The main disadvantage: the keyboard in portrait mode. The keys are barely big enough to hit. I'm a fan of touchscreen keyboards, and even I found myself approaching it with trepidation in the portrait orientation. Size-wise, it's too big to fit into almost any pocket.
The advantages, though, are many. The mini is shockingly light and thin — but it's substantial enough that it feels valuable and sturdy. In fact, in my opinion the iPad mini has the best overall physical presence of any product in Apple's lineup, Mac or mobile — it just feels that good in your hands.
The aluminum back is reminiscent of the iPhone 5, and its lack of heft makes it endearing in a way that's hard to quantify. You just want to take it with you on that quick trip to grab a cup of coffee, the same way it's become second nature to slip your phone into your pocket whenever you stand up from your desk. It's the sort of X-factor that the iPod had early on.
I find two main arguments against the iPad mini versus its competitors: the price is higher and the display resolution is lower.
Price-wise, the difference seems significant: it's more than 50 percent more expensive. Screen-wise, too, the difference is noticeable. It's hard to spot the pixels on Amazon's Kindle Fire HD and other 7-inch tablets in its class. On the iPad mini, the pixels are pretty obvious. (Read More: Here's Why Surface Beats Apple's iPad: Ballmer )
After spending some time with the mini though, I think it overcomes both issues. Here's why: Price differences matter less when we're comparing products in the $300 range and below. (Remember when competitors tried to undercut the iPod?) On screen resolution, it's a tradeoff between sharpness and size. And in the mini's case, the added size makes it significantly better than a 7-inch tablet for navigating the web, though text in particular doesn't look as good.
Some people will choose he exus 7 or Kindle Fire HD over the iPad mini for this reason. But the thinness and lightness of the mini have created, I think, a far more important issue: A lot of people will choose the mini over the full-size iPad. Because it just feels better.

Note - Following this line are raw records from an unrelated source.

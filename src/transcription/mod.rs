//! Speech-to-text via whisper.cpp (whisper-rs).
//!
//! Loads a ggml model once and runs greedy sampling per chunk; chunk texts
//! are appended to a single transcript file separated by blank lines.

use std::fmt::{Display, Formatter};
use std::fs::OpenOptions;
use std::io::Write;
use std::path::{Path, PathBuf};
use std::str::FromStr;

use anyhow::{bail, Context, Result};
use tracing::info;
use whisper_rs::{FullParams, SamplingStrategy, WhisperContext, WhisperContextParameters};

use crate::audio::{decoder, resample};
use crate::export;
use crate::types::AudioData;

/// Whisper expects 16 kHz mono input.
const WHISPER_SAMPLE_RATE: u32 = 16_000;

/// Separator written between per-chunk transcriptions.
pub const CHUNK_DELIMITER: &str = "\n\n\n\n";

/// Whisper model sizes; larger is slower and more accurate.
#[derive(Debug, Clone, Copy, Default, PartialEq, Eq)]
pub enum ModelSize {
    Tiny,
    #[default]
    Base,
    Small,
    Medium,
    Large,
}

impl ModelSize {
    pub fn file_name(self) -> &'static str {
        match self {
            ModelSize::Tiny => "ggml-tiny.bin",
            ModelSize::Base => "ggml-base.bin",
            ModelSize::Small => "ggml-small.bin",
            ModelSize::Medium => "ggml-medium.bin",
            ModelSize::Large => "ggml-large.bin",
        }
    }
}

impl Display for ModelSize {
    fn fmt(&self, f: &mut Formatter<'_>) -> std::fmt::Result {
        let name = match self {
            ModelSize::Tiny => "tiny",
            ModelSize::Base => "base",
            ModelSize::Small => "small",
            ModelSize::Medium => "medium",
            ModelSize::Large => "large",
        };
        write!(f, "{name}")
    }
}

impl FromStr for ModelSize {
    type Err = anyhow::Error;

    fn from_str(s: &str) -> Result<Self> {
        match s {
            "tiny" => Ok(ModelSize::Tiny),
            "base" => Ok(ModelSize::Base),
            "small" => Ok(ModelSize::Small),
            "medium" => Ok(ModelSize::Medium),
            "large" => Ok(ModelSize::Large),
            other => bail!("unknown model size '{other}' (expected tiny, base, small, medium or large)"),
        }
    }
}

/// Locate the ggml model file: an explicit override beats the
/// `WHISPER_MODEL_PATH` environment variable, which beats
/// `./models/<file>`.
pub fn resolve_model_path(size: ModelSize, override_path: Option<&Path>) -> PathBuf {
    if let Some(path) = override_path {
        return path.to_path_buf();
    }
    if let Ok(env_path) = std::env::var("WHISPER_MODEL_PATH") {
        return PathBuf::from(env_path);
    }
    Path::new("models").join(size.file_name())
}

pub struct Transcriber {
    ctx: WhisperContext,
}

impl Transcriber {
    pub fn new(model_path: &Path) -> Result<Self> {
        info!(model = %model_path.display(), "loading whisper model");
        let path_str = model_path
            .to_str()
            .context("model path is not valid UTF-8")?;
        let ctx = WhisperContext::new_with_params(path_str, WhisperContextParameters::default())
            .with_context(|| {
                format!(
                    "failed to load whisper model at {} (download with: wget \
                     https://huggingface.co/ggerganov/whisper.cpp/resolve/main/ggml-base.bin -P ./models/)",
                    model_path.display()
                )
            })?;
        Ok(Self { ctx })
    }

    /// Transcribe decoded audio; returns the concatenated segment text.
    pub fn transcribe(&self, audio: &AudioData) -> Result<String> {
        let samples =
            resample::linear_resample(&audio.samples, audio.sample_rate, WHISPER_SAMPLE_RATE)?;

        let mut params = FullParams::new(SamplingStrategy::Greedy { best_of: 1 });
        params.set_print_special(false);
        params.set_print_progress(false);
        params.set_print_realtime(false);
        params.set_print_timestamps(false);

        let mut state = self
            .ctx
            .create_state()
            .context("failed to create whisper state")?;
        state
            .full(params, &samples)
            .context("failed to run whisper inference")?;

        let mut text = String::new();
        for segment in state.as_iter() {
            text.push_str(segment.to_str().context("failed to read segment text")?);
        }
        Ok(text.trim().to_string())
    }

    pub fn transcribe_file(&self, path: &Path) -> Result<String> {
        let audio = decoder::decode_audio(path)
            .with_context(|| format!("failed to decode chunk file {}", path.display()))?;
        self.transcribe(&audio)
            .with_context(|| format!("transcription failed for chunk file {}", path.display()))
    }

    /// Transcribe `files` in the given order, appending each chunk's text to
    /// `output`.
    pub fn transcribe_files(&self, files: &[PathBuf], output: &Path) -> Result<()> {
        for path in files {
            let text = self.transcribe_file(path)?;
            append_transcript(output, &text)?;
            info!(chunk = %path.display(), chars = text.len(), "chunk transcribed");
        }
        Ok(())
    }

    /// Transcribe every `chunk<i>.wav` under `dir` in ascending index order.
    pub fn transcribe_directory(&self, dir: &Path, output: &Path) -> Result<()> {
        let files = export::collect_chunk_files(dir)?;
        if files.is_empty() {
            bail!("no chunk files found under {}", dir.display());
        }
        self.transcribe_files(&files, output)
    }
}

/// Append one chunk's text plus the blank-line delimiter.
pub fn append_transcript(output: &Path, text: &str) -> Result<()> {
    let mut file = OpenOptions::new()
        .create(true)
        .append(true)
        .open(output)
        .with_context(|| format!("failed to open transcript file {}", output.display()))?;
    file.write_all(text.as_bytes())
        .and_then(|_| file.write_all(CHUNK_DELIMITER.as_bytes()))
        .with_context(|| format!("failed to write transcript file {}", output.display()))?;
    Ok(())
}

#[cfg(test)]
mod tests {
    use super::*;

    #[test]
    fn model_sizes_parse_and_map_to_files() {
        let size: ModelSize = "medium".parse().unwrap();
        assert_eq!(size, ModelSize::Medium);
        assert_eq!(size.file_name(), "ggml-medium.bin");
        assert!("enormous".parse::<ModelSize>().is_err());
    }

    #[test]
    fn explicit_model_path_wins() {
        let resolved =
            resolve_model_path(ModelSize::Base, Some(Path::new("/opt/models/custom.bin")));
        assert_eq!(resolved, PathBuf::from("/opt/models/custom.bin"));
    }

    #[test]
    fn transcript_chunks_are_appended_in_order_with_delimiter() {
        let dir = tempfile::tempdir().unwrap();
        let output = dir.path().join("transcript.txt");

        append_transcript(&output, "first chunk").unwrap();
        append_transcript(&output, "second chunk").unwrap();

        let contents = std::fs::read_to_string(&output).unwrap();
        assert_eq!(contents, "first chunk\n\n\n\nsecond chunk\n\n\n\n");
    }

    #[test]
    #[ignore] // requires a downloaded ggml model
    fn transcribe_silence_with_real_model() {
        let model = resolve_model_path(ModelSize::Base, None);
        let transcriber = Transcriber::new(&model).unwrap();
        let audio = AudioData {
            samples: vec![0.0; WHISPER_SAMPLE_RATE as usize],
            sample_rate: WHISPER_SAMPLE_RATE,
        };
        let _text = transcriber.transcribe(&audio).unwrap();
    }
}
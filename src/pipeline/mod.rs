//! Pipeline stages and the background worker that runs them.
//!
//! Stage functions are synchronous and pure where possible; `worker` runs
//! them on a dedicated thread with progress updates and cooperative
//! cancellation. Failures carry the stage they happened in so an operator
//! can retry just that stage.

pub mod worker;

use std::error::Error;
use std::fmt::{Display, Formatter};
use std::path::{Path, PathBuf};
use std::sync::atomic::{AtomicBool, Ordering};
use std::sync::Arc;

use tracing::info;

use crate::audio::{decoder, splitter};
use crate::chunking;
use crate::transcription::ModelSize;
use crate::types::{AudioData, Chunk, ChunkBounds, Segment, SplitConfig};

/// Pipeline stages, named so failures can be attributed and retried.
#[derive(Debug, Clone, Copy, PartialEq, Eq)]
pub enum Stage {
    Decode,
    Split,
    Refine,
    Export,
    Transcribe,
}

impl Display for Stage {
    fn fmt(&self, f: &mut Formatter<'_>) -> std::fmt::Result {
        let name = match self {
            Stage::Decode => "decode",
            Stage::Split => "split",
            Stage::Refine => "refine",
            Stage::Export => "export",
            Stage::Transcribe => "transcribe",
        };
        write!(f, "{name}")
    }
}

/// A failure attributed to a single pipeline stage.
#[derive(Debug, Clone)]
pub struct StageError {
    pub stage: Stage,
    message: Arc<str>,
}

impl StageError {
    pub fn new(stage: Stage, message: impl Into<String>) -> Self {
        Self {
            stage,
            message: Arc::from(message.into()),
        }
    }

    pub fn from_anyhow(stage: Stage, error: &anyhow::Error) -> Self {
        Self::new(stage, format!("{error:#}"))
    }
}

impl Display for StageError {
    fn fmt(&self, f: &mut Formatter<'_>) -> std::fmt::Result {
        write!(f, "{} stage failed: {}", self.stage, self.message)
    }
}

impl Error for StageError {}

/// Cooperative cancellation flag shared with a running job.
#[derive(Debug, Clone, Default)]
pub struct CancelToken {
    flag: Arc<AtomicBool>,
}

impl CancelToken {
    pub fn new() -> Self {
        Self::default()
    }

    pub fn cancel(&self) {
        self.flag.store(true, Ordering::SeqCst);
    }

    pub fn is_cancelled(&self) -> bool {
        self.flag.load(Ordering::SeqCst)
    }
}

/// Everything the split stage needs.
#[derive(Debug, Clone)]
pub struct SplitRequest {
    pub input: PathBuf,
    pub output_dir: PathBuf,
    pub split: SplitConfig,
    pub bounds: ChunkBounds,
}

/// Everything the transcribe stage needs.
#[derive(Debug, Clone)]
pub struct TranscribeRequest {
    pub chunk_dir: PathBuf,
    pub output_txt: PathBuf,
    pub model: ModelSize,
    pub model_path: Option<PathBuf>,
}

pub(crate) fn decode_stage(input: &Path) -> Result<AudioData, StageError> {
    let audio = decoder::decode_audio(input)
        .map_err(|err| StageError::from_anyhow(Stage::Decode, &err))?;
    info!(
        input = %input.display(),
        samples = audio.samples.len(),
        sample_rate = audio.sample_rate,
        "decoded input audio"
    );
    Ok(audio)
}

pub(crate) fn split_stage(audio: &AudioData, config: &SplitConfig) -> Vec<Segment> {
    let segments = splitter::split_on_silence(audio, config);
    info!(
        segments = segments.len(),
        total_secs = audio.duration().as_secs_f64(),
        "silence split complete"
    );
    segments
}

pub(crate) fn refine_stage(
    segments: &[Segment],
    sample_rate: u32,
    bounds: ChunkBounds,
) -> Result<Vec<Chunk>, StageError> {
    let chunks = chunking::refine_chunks(segments, sample_rate, bounds)
        .map_err(|err| StageError::new(Stage::Refine, err.to_string()))?;
    info!(chunks = chunks.len(), "chunk refinement complete");
    Ok(chunks)
}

If I'm right about this, there will be some cannibalization as the iPad mini moves forward to become the most popular iPad model. But a couple other things will happen, too. The current model of iPad mini will probably outsell its competitors by a significant margin. And if that happens, and Apple truly wants to capitalize on the mini's popularity, they'll introduce a Retina version of the mini next spring, probably starting at $399 or $429.
If Apple finds that education customers love the mini as much as the iPad 2, they might even let the Retina mini replace that model altogether.
If that happens, suddenly the margin issue doesn't look so intractable. Apple will get benefits from economies of scale, and margins will rise — and with a Retina mini, average selling prices will rise, too.
From where I sit, it's now up to Apple to execute on the supply side this holiday season. If consumers agree with the reviewers on this one, that will be no easy task.